Requirement:
Once the line with "mod compare;" is found in the entries below, repeat it and each following line exactly, up to and including the line with "let cli = match". Add no other lines.
Top of Recorded information
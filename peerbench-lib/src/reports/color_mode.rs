//! Color mode configuration for reports.

use clap::ValueEnum;
use std::io::{IsTerminal, stdout};

#[derive(Debug, Clone, Copy, Default, PartialEq, Eq, ValueEnum)]
pub enum ColorMode {
    Always,
    Never,
    #[default]
    Auto,
}

impl ColorMode {
    /// Whether output should carry ANSI styling. `Auto` colors only a terminal that has not opted out via `NO_COLOR`.
    #[must_use]
    pub fn enabled(self) -> bool {
        match self {
            Self::Always => true,
            Self::Never => false,
            Self::Auto => std::env::var_os("NO_COLOR").is_none() && stdout().is_terminal(),
        }
    }
}

#[cfg(test)]
mod tests {
    use super::*;

    #[test]
    fn test_explicit_modes() {
        assert!(ColorMode::Always.enabled());
        assert!(!ColorMode::Never.enabled());
    }

    #[test]
    fn test_parse() {
        assert_eq!(ColorMode::from_str("never", true).unwrap(), ColorMode::Never);
        assert_eq!(ColorMode::default(), ColorMode::Auto);
    }
}
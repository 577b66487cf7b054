use crate::dataset::AgencyId;
use crate::metrics::SimilarityCriterion;

/// Contract violations raised by the ranking engine.
#[derive(Debug, Clone, PartialEq, thiserror::Error)]
pub enum RankingError {
    #[error("agency {0} is not in the universe")]
    AgencyNotFound(AgencyId),

    #[error("duplicate agency identifier {0} in the universe")]
    DuplicateAgency(AgencyId),

    #[error("{criterion} value {value} for agency {id} is outside the domain of ln(x + 1)")]
    InvalidInput {
        criterion: SimilarityCriterion,
        id: AgencyId,
        value: f64,
    },

    #[error("{0} has not been normalized for this universe")]
    NotNormalized(SimilarityCriterion),
}
use crate::dataset::{AgencyId, AgencyModes, ModeCode, NationalModeTotals, Universe};
use crate::metrics::TrendMetric;
use crate::ranking::{PeerSelection, RankingError};

/// One agency's latest-year values per mode, aligned with [`ModeBreakdown::modes`].
#[derive(Debug, Clone, PartialEq)]
pub struct ModeBreakdownRow {
    pub id: AgencyId,
    pub name: String,

    /// `None` where the agency does not operate the mode or the metric is undefined for it.
    pub values: Vec<Option<f64>>,
}

/// The home agency and its peers split by mode for one metric.
#[derive(Debug, Clone, PartialEq)]
pub struct ModeBreakdown {
    pub metric: TrendMetric,

    /// Every mode operated by the home agency or a peer, sorted by code.
    pub modes: Vec<ModeCode>,
    pub home: ModeBreakdownRow,

    /// Ordered by ascending identifier.
    pub peers: Vec<ModeBreakdownRow>,
}

/// Split the home agency and its selected peers by mode.
pub fn mode_breakdown(
    universe: &Universe,
    modes: &AgencyModes,
    selection: &PeerSelection,
    metric: TrendMetric,
) -> Result<ModeBreakdown, RankingError> {
    let home = universe.require(selection.home())?;
    let peers = selection
        .iter()
        .map(|id| universe.require(id))
        .collect::<Result<Vec<_>, _>>()?;

    let mode_codes = modes.modes_of(core::iter::once(home.id).chain(selection.iter()));
    let row = |id: AgencyId, name: &str| ModeBreakdownRow {
        id,
        name: name.to_string(),
        values: mode_codes
            .iter()
            .map(|mode| modes.record(id, mode).and_then(|record| metric.extract(record)))
            .collect(),
    };

    Ok(ModeBreakdown {
        metric,
        home: row(home.id, &home.name),
        peers: peers.iter().map(|agency| row(agency.id, &agency.name)).collect(),
        modes: mode_codes,
    })
}

/// National values of one metric per mode and year.
#[derive(Debug, Clone, PartialEq)]
pub struct NationalTrend {
    pub metric: TrendMetric,

    /// Every year with national totals, ascending.
    pub years: Vec<u16>,

    /// One row per mode, values aligned with `years`.
    pub rows: Vec<(ModeCode, Vec<Option<f64>>)>,

    /// The metric over every mode combined, aligned with `years`.
    pub all_modes: Vec<Option<f64>>,
}

/// National context for `metric`, restricted to `modes` unless that is empty.
pub fn national_trend(totals: &NationalModeTotals, modes: &[ModeCode], metric: TrendMetric) -> NationalTrend {
    let years = totals.years();
    let mode_codes = if modes.is_empty() { totals.modes() } else { modes.to_vec() };

    let rows = mode_codes
        .into_iter()
        .map(|mode| {
            let values = years
                .iter()
                .map(|&year| totals.get(year, &mode).and_then(|total| metric.extract(total)))
                .collect();
            (mode, values)
        })
        .collect();

    let all_modes = years
        .iter()
        .map(|&year| totals.all_modes(year).and_then(|total| metric.extract(&total)))
        .collect();

    NationalTrend {
        metric,
        years,
        rows,
        all_modes,
    }
}
#![doc(hidden)]
#![cfg_attr(coverage_nightly, feature(coverage_attribute))]

//! This is an implementation detail of the peerbench tool. Do not take a dependency on this crate
//! as it may change in incompatible ways without warning.

// Core library for peerbench
//
// This library consolidates all functionality for the peerbench tool, which finds transit agencies
// similar to a chosen home agency and compares their performance over time.
//
// # Module Organization
//
// - [`commands`]: Command-line interface and orchestration
// - [`dataset`]: Loading the agency universe and yearly series
// - [`metrics`]: Similarity criteria and derived metrics
// - [`ranking`]: Filtering, normalization, similarity scoring and peer selection
// - [`comparison`]: Home vs. peer performance over time
// - [`config`]: User configuration
// - [`reports`]: Console rendering

pub type Result<T, E = anyhow::Error> = core::result::Result<T, E>;

macro_rules! declare_modules {
    ($($mod:ident),+ $(,)?) => {
        $(
            #[cfg(debug_assertions)]
            pub mod $mod;
            #[cfg(not(debug_assertions))]
            mod $mod;
        )+
    };
}

declare_modules!(commands, comparison, config, reports);

pub mod dataset;
pub mod metrics;
pub mod ranking;

pub use crate::commands::{Host, run};
//! Command-line parsing and dispatch.

mod categories;
mod common;
mod compare;
mod init;
mod modes;
mod rank;

use categories::{CategoriesArgs, list_categories};
use clap::{ArgAction, Parser, Subcommand};
use compare::{CompareArgs, compare_agencies};
use init::{InitArgs, init_config};
use log::LevelFilter;
use modes::{ModesArgs, break_down_modes};
use rank::{RankArgs, rank_agencies};
use std::ffi::OsString;
use std::io::Write;

/// The environment commands run in: where output goes and how the process ends.
pub trait Host {
    fn output(&mut self) -> impl Write;
    fn error(&mut self) -> impl Write;
    fn exit(&mut self, code: i32);
}

/// Find transit agencies similar to a home agency and compare their performance over time.
#[derive(Parser, Debug)]
#[command(name = "peerbench", version, about, long_about = None)]
struct Cli {
    /// Increase logging verbosity (-v info, -vv debug, -vvv trace). `RUST_LOG` overrides this.
    #[arg(short, long, action = ArgAction::Count, global = true)]
    verbose: u8,

    #[command(subcommand)]
    command: Command,
}

#[derive(Subcommand, Debug)]
enum Command {
    /// Rank candidate peers by similarity to a home agency
    Rank(RankArgs),

    /// Compare a home agency with its peers year by year
    Compare(CompareArgs),

    /// Break a home agency and its peers down by mode, with national context
    Modes(ModesArgs),

    /// List the choices available to each filter
    Categories(CategoriesArgs),

    /// Write a default configuration file
    Init(InitArgs),
}

/// Parse `args` and run the selected command against `host`.
///
/// Usage errors exit with code 2 and command failures with code 1.
pub fn run<H, I, T>(host: &mut H, args: I)
where
    H: Host,
    I: IntoIterator<Item = T>,
    T: Into<OsString> + Clone,
{
    let cli = match Cli::try_parse_from(args) {
        Ok(cli) => cli,
        Err(e) => {
            let rendered = e.render().to_string();
            let _ = if e.use_stderr() {
                write!(host.error(), "{rendered}")
            } else {
                write!(host.output(), "{rendered}")
            };
            host.exit(e.exit_code());
            return;
        }
    };

    init_logging(cli.verbose);

    let result = match &cli.command {
        Command::Rank(args) => rank_agencies(host, args),
        Command::Compare(args) => compare_agencies(host, args),
        Command::Modes(args) => break_down_modes(host, args),
        Command::Categories(args) => list_categories(host, args),
        Command::Init(args) => init_config(host, args),
    };

    if let Err(e) = result {
        let _ = writeln!(host.error(), "Error: {e:#}");
        host.exit(1);
    }
}

fn init_logging(verbose: u8) {
    let level = match verbose {
        0 => LevelFilter::Warn,
        1 => LevelFilter::Info,
        2 => LevelFilter::Debug,
        _ => LevelFilter::Trace,
    };

    // a logger may already be installed when run() is called more than once in a process
    let _ = env_logger::Builder::new().filter_level(level).parse_env("RUST_LOG").try_init();
}
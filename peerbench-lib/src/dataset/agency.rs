use super::{AgencyId, ModeCode};
use crate::metrics::OperatingTotals;
use serde::{Deserialize, Serialize};
use std::collections::HashSet;

/// One transit agency as reported in the latest reporting year.
///
/// Whether an agency is the home agency or a peer is a role tracked by the caller, not a property of the record.
#[derive(Debug, Clone, PartialEq, Serialize, Deserialize)]
pub struct Agency {
    pub id: AgencyId,
    pub name: String,
    pub city: String,
    pub state: String,
    pub reporter_type: String,
    pub organization_type: String,

    /// Every mode the agency operates.
    pub modes: HashSet<ModeCode>,

    /// Name of the primary urbanized area the agency serves.
    pub uza_name: Option<String>,

    /// Population of the primary urbanized area, when reported.
    pub population: Option<f64>,

    /// Vehicles operated in maximum service.
    pub vehicles_operated: Option<f64>,

    /// Annual unlinked passenger trips.
    pub ridership: f64,
    pub operating_expenses: f64,
    pub fare_revenue: f64,
    pub vehicle_revenue_hours: f64,
    pub vehicle_revenue_miles: f64,
}

impl Agency {
    /// Create an agency with the given identity and all metrics zeroed.
    #[must_use]
    pub fn new(id: AgencyId, name: impl Into<String>) -> Self {
        Self {
            id,
            name: name.into(),
            city: String::new(),
            state: String::new(),
            reporter_type: String::new(),
            organization_type: String::new(),
            modes: HashSet::new(),
            uza_name: None,
            population: None,
            vehicles_operated: None,
            ridership: 0.0,
            operating_expenses: 0.0,
            fare_revenue: 0.0,
            vehicle_revenue_hours: 0.0,
            vehicle_revenue_miles: 0.0,
        }
    }

    #[must_use]
    pub fn operates(&self, mode: &ModeCode) -> bool {
        self.modes.contains(mode)
    }

    /// Modes sorted by code, for stable display.
    #[must_use]
    pub fn sorted_modes(&self) -> Vec<&ModeCode> {
        let mut modes: Vec<_> = self.modes.iter().collect();
        modes.sort_unstable();
        modes
    }
}

impl OperatingTotals for Agency {
    fn ridership(&self) -> f64 {
        self.ridership
    }

    fn operating_expenses(&self) -> f64 {
        self.operating_expenses
    }

    fn fare_revenue(&self) -> f64 {
        self.fare_revenue
    }

    fn vehicle_revenue_hours(&self) -> f64 {
        self.vehicle_revenue_hours
    }

    fn vehicle_revenue_miles(&self) -> Option<f64> {
        Some(self.vehicle_revenue_miles)
    }

    fn population(&self) -> Option<f64> {
        self.population
    }
}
Bottom of Recorded information
Solution to the exercise:
mod compare;
mod init;
mod modes;
mod rank;

use categories::{CategoriesArgs, list_categories};
use clap::{ArgAction, Parser, Subcommand};
use compare::{CompareArgs, compare_agencies};
use init::{InitArgs, init_config};
use log::LevelFilter;
use modes::{ModesArgs, break_down_modes};
use rank::{RankArgs, rank_agencies};
use std::ffi::OsString;
use std::io::Write;

/// The environment commands run in: where output goes and how the process ends.
pub trait Host {
    fn output(&mut self) -> impl Write;
    fn error(&mut self) -> impl Write;
    fn exit(&mut self, code: i32);
}

/// Find transit agencies similar to a home agency and compare their performance over time.
#[derive(Parser, Debug)]
#[command(name = "peerbench", version, about, long_about = None)]
struct Cli {
    /// Increase logging verbosity (-v info, -vv debug, -vvv trace). `RUST_LOG` overrides this.
    #[arg(short, long, action = ArgAction::Count, global = true)]
    verbose: u8,

    #[command(subcommand)]
    command: Command,
}

#[derive(Subcommand, Debug)]
enum Command {
    /// Rank candidate peers by similarity to a home agency
    Rank(RankArgs),

    /// Compare a home agency with its peers year by year
    Compare(CompareArgs),

    /// Break a home agency and its peers down by mode, with national context
    Modes(ModesArgs),

    /// List the choices available to each filter
    Categories(CategoriesArgs),

    /// Write a default configuration file
    Init(InitArgs),
}

/// Parse `args` and run the selected command against `host`.
///
/// Usage errors exit with code 2 and command failures with code 1.
pub fn run<H, I, T>(host: &mut H, args: I)
where
    H: Host,
    I: IntoIterator<Item = T>,
    T: Into<OsString> + Clone,
{
    let cli = match Cli::try_parse_from(args) {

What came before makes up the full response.